手ごろな布で胸を隠し、私は俯いてしまっていた千鶴ちゃんの頭を撫でた。
「ありがとう、千鶴ちゃん」
「準備は出来たか」
後ろを向いたままの山崎君がこちらに声を掛けてくる。私はそれに『お待たせ』と答えて、彼にこちらを向いてもらった。

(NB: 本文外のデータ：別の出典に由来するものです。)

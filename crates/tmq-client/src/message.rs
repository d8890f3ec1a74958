//! Messages materialized from a poll

use crate::error::{Error, Result};
use crate::offsets::{Offset, TopicPartition};
use crate::types::{Field, Value};
use serde::{Deserialize, Serialize};

/// Where a polled message came from
#[derive(Debug, Clone, PartialEq, Eq, Serialize)]
pub struct MessageInfo {
    pub topic: String,
    pub database: String,
    pub vgroup_id: i32,
    pub offset: Offset,
    /// Server handle used for follow-up fetch and commit calls
    pub message_id: u64,
}

impl MessageInfo {
    pub fn topic_partition(&self) -> TopicPartition {
        TopicPartition::new(self.topic.clone(), self.vgroup_id).with_offset(self.offset)
    }
}

/// Rows of one source table from one block fetch
#[derive(Debug, Clone, PartialEq, Serialize)]
pub struct TableBlock {
    pub table_name: String,
    pub fields: Vec<Field>,
    pub rows: Vec<Vec<Value>>,
}

impl TableBlock {
    pub fn column_index(&self, name: &str) -> Option<usize> {
        self.fields.iter().position(|f| f.name == name)
    }

    /// Cell by row index and column name
    pub fn get(&self, row: usize, column: &str) -> Option<&Value> {
        let idx = self.column_index(column)?;
        self.rows.get(row).and_then(|r| r.get(idx))
    }
}

#[derive(Debug, Clone, PartialEq, Deserialize, Serialize)]
pub struct MetaColumn {
    pub name: String,
    #[serde(rename = "type")]
    pub ty: i32,
    #[serde(default, skip_serializing_if = "Option::is_none")]
    pub length: Option<i32>,
}

#[derive(Debug, Clone, PartialEq, Deserialize, Serialize)]
pub struct MetaTag {
    pub name: String,
    #[serde(rename = "type")]
    pub ty: i32,
    #[serde(default)]
    pub value: serde_json::Value,
}

/// Child table entry of a batched create
#[derive(Debug, Clone, PartialEq, Deserialize, Serialize)]
#[serde(rename_all = "camelCase")]
pub struct ChildTable {
    pub table_name: String,
    #[serde(default)]
    pub using: String,
    #[serde(default)]
    pub tag_num: i32,
    #[serde(default)]
    pub tags: Vec<MetaTag>,
}

/// Schema-change descriptor delivered by `fetch_json_meta`
#[derive(Debug, Clone, PartialEq, Deserialize, Serialize)]
#[serde(tag = "type", rename_all = "lowercase")]
pub enum Meta {
    #[serde(rename_all = "camelCase")]
    Create {
        table_type: String,
        table_name: String,
        #[serde(default)]
        using: Option<String>,
        #[serde(default)]
        columns: Vec<MetaColumn>,
        #[serde(default)]
        tags: Vec<serde_json::Value>,
        #[serde(default)]
        create_list: Vec<ChildTable>,
    },
    #[serde(rename_all = "camelCase")]
    Alter {
        table_type: String,
        table_name: String,
        alter_type: i32,
        #[serde(default)]
        col_name: Option<String>,
        #[serde(default)]
        col_new_name: Option<String>,
        #[serde(default)]
        col_type: Option<i32>,
        #[serde(default)]
        col_length: Option<i32>,
        #[serde(default)]
        col_value: Option<String>,
        #[serde(default)]
        col_value_null: Option<bool>,
    },
    #[serde(rename_all = "camelCase")]
    Drop {
        #[serde(default)]
        table_type: Option<String>,
        #[serde(default)]
        table_name: Option<String>,
        #[serde(default)]
        table_name_list: Vec<String>,
    },
    Delete {
        sql: String,
    },
}

/// Parse the `data` payload of a `fetch_json_meta` response
///
/// Accepts a single descriptor or the batched `{"metas": [...]}` form.
pub fn parse_meta(data: serde_json::Value) -> Result<Vec<Meta>> {
    #[derive(Deserialize)]
    struct Batch {
        metas: Vec<Meta>,
    }

    if data.get("metas").is_some() {
        let batch: Batch = serde_json::from_value(data)
            .map_err(|e| Error::decode(format!("malformed batch meta: {}", e)))?;
        return Ok(batch.metas);
    }
    let meta: Meta = serde_json::from_value(data)
        .map_err(|e| Error::decode(format!("malformed meta: {}", e)))?;
    Ok(vec![meta])
}

#[derive(Debug, Clone, PartialEq, Serialize)]
pub struct DataMessage {
    pub info: MessageInfo,
    pub blocks: Vec<TableBlock>,
}

impl DataMessage {
    /// Row batches in the order they were fetched
    pub fn value(&self) -> &[TableBlock] {
        &self.blocks
    }

    pub fn row_count(&self) -> usize {
        self.blocks.iter().map(|b| b.rows.len()).sum()
    }
}

#[derive(Debug, Clone, PartialEq, Serialize)]
pub struct MetaMessage {
    pub info: MessageInfo,
    pub meta: Vec<Meta>,
}

impl MetaMessage {
    pub fn value(&self) -> &[Meta] {
        &self.meta
    }
}

/// Schema change plus the rows created with it
#[derive(Debug, Clone, PartialEq, Serialize)]
pub struct MetaDataMessage {
    pub info: MessageInfo,
    pub meta: Vec<Meta>,
    pub blocks: Vec<TableBlock>,
}

/// One polled message
#[derive(Debug, Clone, PartialEq, Serialize)]
#[serde(tag = "kind", rename_all = "snake_case")]
pub enum Message {
    Data(DataMessage),
    Meta(MetaMessage),
    MetaData(MetaDataMessage),
}

impl Message {
    pub fn info(&self) -> &MessageInfo {
        match self {
            Message::Data(m) => &m.info,
            Message::Meta(m) => &m.info,
            Message::MetaData(m) => &m.info,
        }
    }

    pub fn topic(&self) -> &str {
        &self.info().topic
    }

    pub fn database(&self) -> &str {
        &self.info().database
    }

    pub fn offset(&self) -> Offset {
        self.info().offset
    }

    pub fn topic_partition(&self) -> TopicPartition {
        self.info().topic_partition()
    }

    /// Row batches carried by this message, empty for pure schema changes
    pub fn blocks(&self) -> &[TableBlock] {
        match self {
            Message::Data(m) => &m.blocks,
            Message::Meta(_) => &[],
            Message::MetaData(m) => &m.blocks,
        }
    }

    /// Schema changes carried by this message, empty for pure data
    pub fn metas(&self) -> &[Meta] {
        match self {
            Message::Data(_) => &[],
            Message::Meta(m) => &m.meta,
            Message::MetaData(m) => &m.meta,
        }
    }
}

「っっ!……どうしてこうなるまで黙ってたんだ、貴女は!女が耐えられるような痛みじゃなかっただろう!!」
山崎君が大きな声を出した。胸を布で抑えて隠していたから、上半身の半分は隠れて見えていないはずだ。それでも腕、肩、脇腹、襦袢の裾から覗く足。それらに無数に刻まれた痕は幾重にも重なり、どれが新しい痕で、どれが古い痕なのかも判別できないだろう。
彼がこの体を見て怒るだろうことはわかっていたので、私は苦笑して誤魔化すことしか出来なかった。
自分が出した大声で我に返ったのだろうか、山崎君の頬が徐々に赤くなっていく。
確かにこんな姿、普通夫婦の間柄か遊郭の女郎屋に行った時以外見ることは無い。きっと初めは私の体の状態に気を取られて意識が及ばなかったのだろう。
「雪村君、塗布薬の準備を頼む」
さすがに医者の娘さんといったところか。
千鶴ちゃんはあっという間に支度を整え、山崎くんの手によって治療が開始されたのだった。